◆ **Task to complete**: Report every line below that carries the word "Serialize".

++++ Exercise material ++++

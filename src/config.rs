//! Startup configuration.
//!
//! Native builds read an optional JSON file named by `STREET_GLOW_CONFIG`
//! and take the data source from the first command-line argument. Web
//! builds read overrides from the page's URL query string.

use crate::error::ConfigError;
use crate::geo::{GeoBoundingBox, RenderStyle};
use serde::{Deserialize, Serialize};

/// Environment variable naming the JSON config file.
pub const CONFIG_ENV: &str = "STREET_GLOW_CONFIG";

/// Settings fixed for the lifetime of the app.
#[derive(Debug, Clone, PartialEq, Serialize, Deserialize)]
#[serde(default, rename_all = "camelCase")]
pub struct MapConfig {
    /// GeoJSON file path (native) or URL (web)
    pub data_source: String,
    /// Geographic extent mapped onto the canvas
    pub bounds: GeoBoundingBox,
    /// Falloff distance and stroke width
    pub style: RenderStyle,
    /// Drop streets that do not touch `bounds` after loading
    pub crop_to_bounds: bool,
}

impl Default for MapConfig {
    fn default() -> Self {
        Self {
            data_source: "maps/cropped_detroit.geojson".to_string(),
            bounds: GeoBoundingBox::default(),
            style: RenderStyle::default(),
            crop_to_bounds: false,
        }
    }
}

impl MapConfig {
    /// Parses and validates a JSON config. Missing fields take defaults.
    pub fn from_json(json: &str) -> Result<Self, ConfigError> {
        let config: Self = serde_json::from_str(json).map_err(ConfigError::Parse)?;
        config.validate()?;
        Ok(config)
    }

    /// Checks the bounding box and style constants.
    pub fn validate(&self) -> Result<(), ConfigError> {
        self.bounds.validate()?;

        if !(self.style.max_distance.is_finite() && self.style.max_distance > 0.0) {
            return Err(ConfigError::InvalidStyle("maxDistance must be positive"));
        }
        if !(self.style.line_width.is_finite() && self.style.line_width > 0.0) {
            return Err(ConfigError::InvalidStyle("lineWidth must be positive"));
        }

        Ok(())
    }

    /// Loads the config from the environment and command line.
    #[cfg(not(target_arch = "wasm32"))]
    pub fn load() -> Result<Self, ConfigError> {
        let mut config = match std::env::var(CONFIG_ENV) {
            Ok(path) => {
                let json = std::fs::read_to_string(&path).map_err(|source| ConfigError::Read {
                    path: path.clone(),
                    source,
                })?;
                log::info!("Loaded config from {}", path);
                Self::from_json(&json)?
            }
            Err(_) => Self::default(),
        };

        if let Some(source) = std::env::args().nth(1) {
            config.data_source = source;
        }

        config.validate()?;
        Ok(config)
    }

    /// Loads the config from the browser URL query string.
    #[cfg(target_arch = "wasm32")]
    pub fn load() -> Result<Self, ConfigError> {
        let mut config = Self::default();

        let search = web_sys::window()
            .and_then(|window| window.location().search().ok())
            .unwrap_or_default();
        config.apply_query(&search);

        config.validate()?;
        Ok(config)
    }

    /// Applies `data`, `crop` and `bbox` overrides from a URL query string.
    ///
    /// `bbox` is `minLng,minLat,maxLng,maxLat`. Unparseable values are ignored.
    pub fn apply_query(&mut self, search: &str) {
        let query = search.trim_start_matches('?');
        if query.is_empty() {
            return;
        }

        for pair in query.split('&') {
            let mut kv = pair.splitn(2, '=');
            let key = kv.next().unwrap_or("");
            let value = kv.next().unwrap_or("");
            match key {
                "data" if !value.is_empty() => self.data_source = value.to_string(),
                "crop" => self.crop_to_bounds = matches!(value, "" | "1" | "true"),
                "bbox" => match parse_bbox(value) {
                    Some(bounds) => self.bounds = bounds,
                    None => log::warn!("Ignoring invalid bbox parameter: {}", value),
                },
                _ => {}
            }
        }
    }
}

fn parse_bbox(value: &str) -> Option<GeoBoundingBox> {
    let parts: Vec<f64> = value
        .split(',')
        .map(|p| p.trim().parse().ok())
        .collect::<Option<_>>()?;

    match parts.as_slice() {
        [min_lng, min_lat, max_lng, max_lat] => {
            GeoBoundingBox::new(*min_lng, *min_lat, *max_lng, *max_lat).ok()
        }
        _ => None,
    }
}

++++

◆ **Exercise response**:
use serde::{Deserialize, Serialize};
#[derive(Debug, Clone, PartialEq, Serialize, Deserialize)]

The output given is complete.